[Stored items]
+++
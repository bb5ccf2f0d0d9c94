// SPDX-License-Identifier: MIT
// Copyright (c) 2026 Agora
//
// In-process stand-in for the Agora REST backend.

#![allow(dead_code)]

use serde_json::{json, Value};
use std::io::Read;
use std::sync::atomic::{AtomicBool, Ordering};
use std::sync::{Arc, Mutex};
use std::thread;
use std::time::Duration;
use tiny_http::{Header, Response, Server};

pub struct Request {
    pub method: String,
    pub path: String,
    pub body: String,
    pub authorization: Option<String>,
}

pub struct MockBackend {
    pub base: String,
    log: Arc<Mutex<Vec<String>>>,
    stop: Arc<AtomicBool>,
    handle: Option<thread::JoinHandle<()>>,
}

impl MockBackend {
    /// `handler` sees paths relative to `/api` and returns (status, body).
    pub fn start<H>(handler: H) -> Self
    where
        H: Fn(&Request) -> (u16, String) + Send + 'static,
    {
        let server = Server::http("127.0.0.1:0").expect("http server");
        let base = format!("http://{}/api", server.server_addr());
        let log = Arc::new(Mutex::new(Vec::new()));
        let stop = Arc::new(AtomicBool::new(false));

        let log_clone = Arc::clone(&log);
        let stop_clone = Arc::clone(&stop);
        let handle = thread::spawn(move || {
            while !stop_clone.load(Ordering::Relaxed) {
                let mut req = match server.recv_timeout(Duration::from_millis(50)) {
                    Ok(Some(req)) => req,
                    Ok(None) => continue,
                    Err(_) => break,
                };
                let mut body = String::new();
                let _ = req.as_reader().read_to_string(&mut body);
                let authorization = req
                    .headers()
                    .iter()
                    .find(|h| h.field.equiv("Authorization"))
                    .map(|h| h.value.as_str().to_string());
                let request = Request {
                    method: req.method().to_string().to_uppercase(),
                    path: req
                        .url()
                        .strip_prefix("/api")
                        .unwrap_or(req.url())
                        .to_string(),
                    body,
                    authorization,
                };
                log_clone
                    .lock()
                    .unwrap()
                    .push(format!("{} {}", request.method, request.path));

                let (status, body) = handler(&request);
                let response = Response::from_string(body)
                    .with_status_code(status)
                    .with_header(
                        Header::from_bytes("Content-Type", "application/json")
                            .expect("content-type header"),
                    );
                let _ = req.respond(response);
            }
        });

        Self {
            base,
            log,
            stop,
            handle: Some(handle),
        }
    }

    /// Number of requests received as "METHOD /path".
    pub fn hits(&self, request_line: &str) -> usize {
        self.log
            .lock()
            .unwrap()
            .iter()
            .filter(|line| line.as_str() == request_line)
            .count()
    }

    pub fn total_hits(&self) -> usize {
        self.log.lock().unwrap().len()
    }
}

impl Drop for MockBackend {
    fn drop(&mut self) {
        self.stop.store(true, Ordering::Relaxed);
        if let Some(handle) = self.handle.take() {
            let _ = handle.join();
        }
    }
}

pub fn lot_json(id: i64, available: Option<bool>, util: Option<f64>, hours: Option<u32>) -> Value {
    json!({
        "id": id,
        "place_id": format!("place-{}", id),
        "name": format!("Lot {}", id),
        "address": format!("{} Congress Ave, Austin, TX", id),
        "latitude": 30.26 + id as f64 / 1000.0,
        "longitude": -97.74,
        "phone_number": null,
        "website": null,
        "popular_times": null,
        "avg_utilization": util,
        "underutilized_hours": hours,
        "rating": 4.1,
        "user_ratings_total": 20,
        "business_status": "OPERATIONAL",
        "last_synced_at": null,
        "is_available_for_rent": available,
        "contact_notes": null,
        "estimated_capacity": 80,
        "created_at": "2025-02-01T10:00:00",
        "updated_at": "2025-02-01T10:00:00"
    })
}

pub fn project_json(id: i64, lot_id: i64) -> Value {
    json!({
        "id": id,
        "name": format!("Lot {}", lot_id),
        "required_fund": null,
        "project_type": null,
        "project_description": null,
        "status": "pending",
        "investment_goal": null,
        "created_at": "2025-02-03T09:00:00Z",
        "updated_at": "2025-02-03T09:00:00Z"
    })
}

pub fn not_found(detail: &str) -> (u16, String) {
    (404, json!({ "detail": detail }).to_string())
}

pub fn config_for(backend: &MockBackend) -> agora_core::Config {
    agora_core::Config {
        api_url: backend.base.clone(),
        request_timeout_secs: 5,
        query: agora_core::query::QueryOptions {
            stale_time: Duration::from_secs(60),
            retries: 0,
            retry_delay: Duration::ZERO,
            capacity: 32,
        },
        ..Default::default()
    }
}
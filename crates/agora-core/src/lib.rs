// SPDX-License-Identifier: MIT
// Copyright (c) 2026 Agora

pub mod api;
pub mod auth;
pub mod config;
pub mod discover;
pub mod filter;
pub mod model;
pub mod queries;
pub mod query;
pub mod route;
pub mod view;

pub use api::{ApiClient, ApiError};
pub use config::{get_config_root, Config, ConfigManager};
pub use discover::{DiscoverController, DiscoverEvent, DiscoverSnapshot, SelectionError};
pub use filter::{LotFilter, UnderutilizedThresholds};
pub use model::{Parcel, ParkingLot, ParkingLotDetail, Project};
pub use queries::QueryClient;

/// Builds a cached backend client from a resolved configuration.
pub fn connect(config: &Config) -> Result<QueryClient, ApiError> {
    let api = ApiClient::new(&config.api_url, config.request_timeout())?;
    log::debug!(
        "Connected query client — api_url={} stale_time_secs={}",
        api.base_url(),
        config.query.stale_time.as_secs_f64()
    );
    Ok(QueryClient::new(api, config.query))
}
// SPDX-License-Identifier: MIT
// Copyright (c) 2026 Agora

use crate::filter::LotFilter;
use log::warn;
use thiserror::Error;
use url::form_urlencoded;

#[derive(Error, Debug, Clone, PartialEq, Eq)]
pub enum RouteError {
    #[error("Invalid parking lot ID: '{0}'")]
    InvalidLotId(String),
}

impl RouteError {
    pub fn user_message(&self) -> &'static str {
        match self {
            RouteError::InvalidLotId(_) => "Invalid parking lot ID.",
        }
    }
}

/// Navigation state of the discover page that survives a reload.
#[derive(Debug, Clone, Copy, PartialEq, Eq, Default)]
pub struct DiscoverRoute {
    pub filter: LotFilter,
}

impl DiscoverRoute {
    /// Parses `filter=...` from a query string (with or without the `?`).
    /// A missing or unknown value means [`LotFilter::All`].
    pub fn from_query(query: &str) -> Self {
        let query = query.trim_start_matches('?');
        let raw = form_urlencoded::parse(query.as_bytes())
            .find(|(key, _)| key == "filter")
            .map(|(_, value)| value.into_owned());

        let filter = match raw {
            None => LotFilter::All,
            Some(value) => value.parse().unwrap_or_else(|e| {
                warn!("Ignoring filter query parameter — {}", e);
                LotFilter::All
            }),
        };
        Self { filter }
    }

    /// Query string for this route; empty for the unfiltered view.
    pub fn to_query(&self) -> String {
        match self.filter {
            LotFilter::All => String::new(),
            filter => form_urlencoded::Serializer::new(String::new())
                .append_pair("filter", filter.as_str())
                .finish(),
        }
    }

    pub fn path(&self) -> String {
        match self.to_query() {
            q if q.is_empty() => "/discover".to_string(),
            q => format!("/discover?{}", q),
        }
    }
}

pub fn lot_path(id: i64) -> String {
    format!("/discover/{}", id)
}

/// Parses the `{id}` path segment of a lot detail page.
pub fn parse_lot_id(raw: &str) -> Result<i64, RouteError> {
    match raw.trim().parse::<i64>() {
        Ok(id) if id > 0 => Ok(id),
        _ => Err(RouteError::InvalidLotId(raw.to_string())),
    }
}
+++
### Your objective
Start at the first line of the data above. Stop after the line containing "let mut body = String::new();", reproducing each line exactly and adding nothing.

### Task output
repository bb5ccf2f0d0d9c94
// SPDX-License-Identifier: MIT
// Copyright (c) 2026 Agora
//
// In-process stand-in for the Agora REST backend.

#![allow(dead_code)]

use serde_json::{json, Value};
use std::io::Read;
use std::sync::atomic::{AtomicBool, Ordering};
use std::sync::{Arc, Mutex};
use std::thread;
use std::time::Duration;
use tiny_http::{Header, Response, Server};

pub struct Request {
    pub method: String,
    pub path: String,
    pub body: String,
    pub authorization: Option<String>,
}

pub struct MockBackend {
    pub base: String,
    log: Arc<Mutex<Vec<String>>>,
    stop: Arc<AtomicBool>,
    handle: Option<thread::JoinHandle<()>>,
}

impl MockBackend {
    /// `handler` sees paths relative to `/api` and returns (status, body).
    pub fn start<H>(handler: H) -> Self
    where
        H: Fn(&Request) -> (u16, String) + Send + 'static,
    {
        let server = Server::http("127.0.0.1:0").expect("http server");
        let base = format!("http://{}/api", server.server_addr());
        let log = Arc::new(Mutex::new(Vec::new()));
        let stop = Arc::new(AtomicBool::new(false));

        let log_clone = Arc::clone(&log);
        let stop_clone = Arc::clone(&stop);
        let handle = thread::spawn(move || {
            while !stop_clone.load(Ordering::Relaxed) {
                let mut req = match server.recv_timeout(Duration::from_millis(50)) {
                    Ok(Some(req)) => req,
                    Ok(None) => continue,
                    Err(_) => break,
                };
                let mut body = String::new();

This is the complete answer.